_PROBLEM DETAILS_
Search the entries below for the string "AppState" and copy the lines that hold it.

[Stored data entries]
....................
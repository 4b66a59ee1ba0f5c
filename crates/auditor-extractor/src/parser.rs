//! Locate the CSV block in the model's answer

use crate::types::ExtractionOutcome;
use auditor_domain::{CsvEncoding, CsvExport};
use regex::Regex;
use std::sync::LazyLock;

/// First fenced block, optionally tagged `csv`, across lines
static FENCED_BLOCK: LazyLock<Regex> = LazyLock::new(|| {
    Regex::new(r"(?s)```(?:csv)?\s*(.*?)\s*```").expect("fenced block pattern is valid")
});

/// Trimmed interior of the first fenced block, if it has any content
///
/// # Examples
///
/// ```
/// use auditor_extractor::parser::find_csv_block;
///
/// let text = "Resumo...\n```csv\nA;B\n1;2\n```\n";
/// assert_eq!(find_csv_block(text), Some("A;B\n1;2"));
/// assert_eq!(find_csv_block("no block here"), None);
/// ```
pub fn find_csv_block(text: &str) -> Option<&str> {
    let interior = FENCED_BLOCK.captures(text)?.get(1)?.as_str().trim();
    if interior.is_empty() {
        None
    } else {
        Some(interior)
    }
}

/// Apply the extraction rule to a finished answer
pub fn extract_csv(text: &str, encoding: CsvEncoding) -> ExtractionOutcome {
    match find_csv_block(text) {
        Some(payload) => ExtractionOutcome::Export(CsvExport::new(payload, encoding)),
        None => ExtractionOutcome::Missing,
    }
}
....................
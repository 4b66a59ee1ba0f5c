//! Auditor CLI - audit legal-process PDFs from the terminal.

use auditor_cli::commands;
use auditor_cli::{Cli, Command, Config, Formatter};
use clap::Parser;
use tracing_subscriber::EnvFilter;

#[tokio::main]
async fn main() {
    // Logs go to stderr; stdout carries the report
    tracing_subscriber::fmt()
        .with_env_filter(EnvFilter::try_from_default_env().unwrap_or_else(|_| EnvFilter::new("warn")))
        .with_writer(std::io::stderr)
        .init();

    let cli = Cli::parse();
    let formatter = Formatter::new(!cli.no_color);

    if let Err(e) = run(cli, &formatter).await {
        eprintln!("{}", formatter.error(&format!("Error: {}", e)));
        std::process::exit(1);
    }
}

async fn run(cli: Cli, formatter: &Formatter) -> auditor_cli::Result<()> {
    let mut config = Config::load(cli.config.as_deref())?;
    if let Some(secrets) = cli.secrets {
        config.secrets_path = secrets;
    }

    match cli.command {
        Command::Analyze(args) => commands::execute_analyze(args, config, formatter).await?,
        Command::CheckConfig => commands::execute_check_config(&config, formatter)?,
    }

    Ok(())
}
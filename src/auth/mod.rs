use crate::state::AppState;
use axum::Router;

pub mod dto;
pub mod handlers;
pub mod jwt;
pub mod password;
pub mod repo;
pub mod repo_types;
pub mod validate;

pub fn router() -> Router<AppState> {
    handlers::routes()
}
....................
_ANSWER FOR THE TASK_
use crate::state::AppState;
pub fn router() -> Router<AppState> {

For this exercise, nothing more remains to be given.